2022-07-27 –, JuMP
This talk will describe how the JuMP and HiGHS teams have worked together to deliver the best open-source linear optimization solvers to the Julia community, and present some high-profile use cases.
Almost from the moment that the development of HiGHS was proposed in 2018, the prospect of it offering top-class open-source linear optimization solvers with a well designed and fully supported API was attractive to JuMP. Since then, as HiGHS has developed from outstanding "gradware" to the world's best open-source linear optimization software, there have been invaluable contributions from the JuMP team. This great example of community cooperation now means that HiGHS is the default MILP solver in JuMP's documentation, and Julia users have a slick interface to HiGHS. One particular area of activity that is exploiting this is the rapidly-growing world of open-source energy systems planning, where the high license fees for commercial optimization solvers mean that open-source alternatives are critically important for small scale commercial enterprises, NGOs, and organisations in developing countries.
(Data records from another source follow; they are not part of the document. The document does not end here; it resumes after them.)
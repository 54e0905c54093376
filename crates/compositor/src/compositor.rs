//! Grid compositor: owns the region collection and its geometry, and
//! drives full and single-cell redraws onto the raster surface.
//!
//! All mutation happens through `&mut self` on one task. Source loads run
//! as tokio tasks and report back through a queue; the compositor applies
//! them in [`GridCompositor::process_pending_loads`], [`GridCompositor::next_load`]
//! or [`GridCompositor::settle`], so a completion never interleaves with a
//! resize or a redraw in progress.

use std::sync::Arc;

use image::Rgba;
use tokio::sync::mpsc::{unbounded_channel, UnboundedReceiver, UnboundedSender};

use teaser_common::error::{TeaserError, TeaserResult};
use teaser_grid_model::attributes::{AttributeChange, TeaserAttributes};
use teaser_grid_model::dimensions::GridDimensions;
use teaser_grid_model::format::{OutputFormat, OutputQuality};
use teaser_grid_model::geometry::{cell_rect, Rect};

use crate::context::DrawContext;
use crate::loader::{spawn_load, LoadCompletion, SourceFetcher};
use crate::region::{LoadHandler, Region, RegionId};
use crate::surface::RasterSurface;

pub const DEFAULT_BACKGROUND: Rgba<u8> = Rgba([0, 0, 0, 255]);

pub struct GridCompositor<S: RasterSurface> {
    surface: S,
    grid: GridDimensions,
    /// Row-major. Ids are handed out increasing and only the suffix is ever
    /// removed, so this stays sorted by id.
    regions: Vec<Region>,
    next_region_id: u64,
    output_format: OutputFormat,
    output_quality: OutputQuality,
    background: Rgba<u8>,
    fetcher: Arc<dyn SourceFetcher>,
    completions_tx: UnboundedSender<LoadCompletion>,
    completions_rx: UnboundedReceiver<LoadCompletion>,
    redraw_tx: UnboundedSender<RegionId>,
    redraw_rx: UnboundedReceiver<RegionId>,
}

impl<S: RasterSurface> GridCompositor<S> {
    /// Attach to `surface` with the default 2x2 jpeg/1.0 configuration.
    pub fn new(surface: S, fetcher: Arc<dyn SourceFetcher>) -> Self {
        Self::with_attributes(surface, fetcher, TeaserAttributes::default())
    }

    pub fn with_attributes(
        surface: S,
        fetcher: Arc<dyn SourceFetcher>,
        attributes: TeaserAttributes,
    ) -> Self {
        let (completions_tx, completions_rx) = unbounded_channel();
        let (redraw_tx, redraw_rx) = unbounded_channel();
        let mut compositor = Self {
            surface,
            grid: attributes.dimensions,
            regions: Vec::new(),
            next_region_id: 0,
            output_format: attributes.output_format,
            output_quality: attributes.output_quality,
            background: DEFAULT_BACKGROUND,
            fetcher,
            completions_tx,
            completions_rx,
            redraw_tx,
            redraw_rx,
        };
        compositor.apply_dimensions(attributes.dimensions);
        tracing::debug!(
            dimensions = %attributes.dimensions,
            format = %attributes.output_format,
            quality = %attributes.output_quality,
            width = compositor.surface.width(),
            height = compositor.surface.height(),
            "Compositor attached"
        );
        compositor
    }

    // --- surface -----------------------------------------------------------

    pub fn surface(&self) -> &S {
        &self.surface
    }

    /// Direct access for painting outside the grid. The next redraw
    /// overwrites whatever lands inside a cell.
    pub fn surface_mut(&mut self) -> &mut S {
        &mut self.surface
    }

    pub fn into_surface(self) -> S {
        self.surface
    }

    pub fn background(&self) -> Rgba<u8> {
        self.background
    }

    /// Change the placeholder colour and repaint.
    pub fn set_background(&mut self, color: Rgba<u8>) {
        self.background = color;
        self.redraw();
    }

    // --- geometry ----------------------------------------------------------

    /// `[columns, rows]`.
    pub fn dimensions(&self) -> [u32; 2] {
        [self.columns(), self.rows()]
    }

    pub fn grid(&self) -> GridDimensions {
        self.grid
    }

    pub fn columns(&self) -> u32 {
        self.grid.columns()
    }

    pub fn rows(&self) -> u32 {
        (self.regions.len() / self.grid.columns() as usize) as u32
    }

    /// Resize the grid from a textual (`"3x2"`) or structured (`[3, 2]`,
    /// `(3, 2)`) description. On error nothing changes.
    pub fn set_dimensions<D>(&mut self, dimensions: D) -> TeaserResult<()>
    where
        D: TryInto<GridDimensions, Error = TeaserError>,
    {
        let grid = dimensions.try_into()?;
        self.apply_dimensions(grid);
        Ok(())
    }

    /// Resize to an already validated grid.
    ///
    /// Regions at indices below the new cell count are kept in place.
    /// New cells get fresh regions wired to redraw themselves on load;
    /// surplus regions are unregistered and dropped. Ends with a full redraw.
    pub fn apply_dimensions(&mut self, grid: GridDimensions) {
        let previous = self.regions.len();
        let wanted = grid.cell_count();

        self.grid = grid;
        while self.regions.len() < wanted {
            let region = self.new_region();
            self.regions.push(region);
        }
        if self.regions.len() > wanted {
            for mut region in self.regions.drain(wanted..) {
                region.unregister_load_handler();
                tracing::trace!(region = %region.id(), "Region discarded");
            }
        }
        debug_assert_eq!(self.regions.len() % grid.columns() as usize, 0);

        tracing::debug!(
            dimensions = %grid,
            previous,
            regions = self.regions.len(),
            "Grid resized"
        );
        self.redraw();
    }

    fn new_region(&mut self) -> Region {
        let id = RegionId::new(self.next_region_id);
        self.next_region_id += 1;

        let mut region = Region::new(id);
        let redraw = self.redraw_tx.clone();
        let handler: LoadHandler = Arc::new(move |loaded| {
            // Receiver lives as long as the compositor.
            let _ = redraw.send(loaded);
        });
        region.register_load_handler(handler);
        region
    }

    /// Rectangle occupied by cell `index`.
    pub fn bounding_box(&self, index: usize) -> TeaserResult<Rect> {
        if index >= self.regions.len() {
            return Err(TeaserError::IndexOutOfRange {
                index,
                len: self.regions.len(),
            });
        }
        cell_rect(
            index,
            self.grid,
            self.surface.width() as f64,
            self.surface.height() as f64,
        )
    }

    // --- regions -----------------------------------------------------------

    pub fn regions(&self) -> &[Region] {
        &self.regions
    }

    pub fn region(&self, index: usize) -> TeaserResult<&Region> {
        self.regions.get(index).ok_or(TeaserError::IndexOutOfRange {
            index,
            len: self.regions.len(),
        })
    }

    /// Current index of a region, if it is still part of the grid.
    pub fn region_index(&self, id: RegionId) -> Option<usize> {
        self.regions.binary_search_by_key(&id, Region::id).ok()
    }

    /// Point cell `index` at a new source and start loading it. The cell
    /// shows the background until the load completes.
    pub fn set_source(&mut self, index: usize, source: impl Into<String>) -> TeaserResult<RegionId> {
        let source = source.into();
        let len = self.regions.len();
        let region = self
            .regions
            .get_mut(index)
            .ok_or(TeaserError::IndexOutOfRange { index, len })?;

        let generation = region.set_source(source.clone());
        let id = region.id();
        tracing::debug!(index, region = %id, generation, source = %source, "Source assigned");

        if let Err(e) = spawn_load(
            Arc::clone(&self.fetcher),
            self.completions_tx.clone(),
            id,
            generation,
            source,
        ) {
            self.regions[index].complete_load(generation, Err(e.to_string()));
            return Err(e);
        }
        self.redraw_cell(index)?;
        Ok(id)
    }

    // --- output settings ---------------------------------------------------

    pub fn output_format(&self) -> OutputFormat {
        self.output_format
    }

    /// Set the format from a key such as `"PNG"` or `"jpg"`.
    pub fn set_output_format(&mut self, key: &str) -> TeaserResult<()> {
        self.output_format = OutputFormat::from_key(key)?;
        Ok(())
    }

    pub fn output_quality(&self) -> OutputQuality {
        self.output_quality
    }

    /// Set the quality from a number or numeric string.
    pub fn set_output_quality<Q>(&mut self, quality: Q) -> TeaserResult<()>
    where
        Q: TryInto<OutputQuality, Error = TeaserError>,
    {
        self.output_quality = quality.try_into()?;
        Ok(())
    }

    /// Apply one declarative setting by name. Unknown names are ignored.
    pub fn set_attribute(&mut self, name: &str, value: &str) -> TeaserResult<()> {
        if let Some(change) = AttributeChange::parse(name, value)? {
            self.apply_attribute(change);
        }
        Ok(())
    }

    pub fn apply_attribute(&mut self, change: AttributeChange) {
        match change {
            AttributeChange::Dimensions(grid) => self.apply_dimensions(grid),
            AttributeChange::OutputFormat(format) => self.output_format = format,
            AttributeChange::OutputQuality(quality) => self.output_quality = quality,
        }
    }

    pub fn attributes(&self) -> TeaserAttributes {
        TeaserAttributes {
            dimensions: self.grid,
            output_format: self.output_format,
            output_quality: self.output_quality,
        }
    }

    // --- drawing -----------------------------------------------------------

    /// Repaint every cell, in index order.
    pub fn redraw(&mut self) {
        for index in 0..self.regions.len() {
            if let Err(e) = self.paint_cell(index) {
                tracing::error!(index, error = %e, "Failed to paint cell");
            }
        }
    }

    /// Repaint a single cell.
    pub fn redraw_cell(&mut self, index: usize) -> TeaserResult<()> {
        self.paint_cell(index)
    }

    fn paint_cell(&mut self, index: usize) -> TeaserResult<()> {
        let rect = self.bounding_box(index)?;
        let region = &self.regions[index];
        let mut ctx = DrawContext::new(&mut self.surface, self.background);
        ctx.bind(rect)?;
        region.draw(&mut ctx, rect.width, rect.height);
        Ok(())
    }

    // --- load processing ---------------------------------------------------

    /// Regions still waiting on their source.
    pub fn pending_loads(&self) -> usize {
        self.regions.iter().filter(|r| !r.is_settled()).count()
    }

    /// No live region is waiting on a load.
    pub fn is_settled(&self) -> bool {
        self.regions.iter().all(Region::is_settled)
    }

    /// Apply every completion that has already arrived without waiting.
    /// Returns the number of cells repainted.
    pub fn process_pending_loads(&mut self) -> usize {
        while let Ok(completion) = self.completions_rx.try_recv() {
            self.apply_completion(completion);
        }
        self.drain_redraws()
    }

    /// Wait for the next completion and apply it. Returns the number of
    /// cells repainted (0 when the completion was stale or failed).
    pub async fn next_load(&mut self) -> usize {
        match self.completions_rx.recv().await {
            Some(completion) => {
                self.apply_completion(completion);
                self.drain_redraws()
            }
            None => 0,
        }
    }

    /// Wait until every live region has finished loading or failed.
    pub async fn settle(&mut self) {
        self.process_pending_loads();
        while !self.is_settled() {
            self.next_load().await;
        }
    }

    fn apply_completion(&mut self, completion: LoadCompletion) {
        let LoadCompletion {
            region,
            generation,
            result,
        } = completion;

        let Some(index) = self.region_index(region) else {
            tracing::debug!(%region, generation, "Dropping load for discarded region");
            return;
        };
        if let Err(e) = &result {
            tracing::warn!(index, %region, error = %e, "Cell left empty");
        }
        self.regions[index].complete_load(generation, result);
    }

    /// Repaint cells whose load handler fired, looking each one up by
    /// identity so a cell that moved or vanished is handled correctly.
    fn drain_redraws(&mut self) -> usize {
        let mut painted = 0;
        while let Ok(id) = self.redraw_rx.try_recv() {
            match self.region_index(id) {
                Some(index) => match self.redraw_cell(index) {
                    Ok(()) => painted += 1,
                    Err(e) => tracing::error!(index, region = %id, error = %e, "Failed to repaint cell"),
                },
                None => tracing::debug!(region = %id, "Skipping redraw for discarded region"),
            }
        }
        painted
    }
}

impl<S: RasterSurface> std::fmt::Debug for GridCompositor<S> {
    fn fmt(&self, f: &mut std::fmt::Formatter<'_>) -> std::fmt::Result {
        f.debug_struct("GridCompositor")
            .field("grid", &self.grid)
            .field("regions", &self.regions.len())
            .field("output_format", &self.output_format)
            .field("output_quality", &self.output_quality)
            .field("fetcher", &self.fetcher.name())
            .finish()
    }
}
Some high-profile use cases of the JuMP-HiGHS interface in this field will be presented.
I have been developing software for linear optimization since my time as a PhD student with Roger Fletcher in the late 1980's. A lecturer at the University of Edinburgh since 1990, my research has focused on serial and parallel computing techniques for implementing the simplex algorithm for linear programming. This has resulted in the development of HiGHS, the world's best open-source software for linear optimization.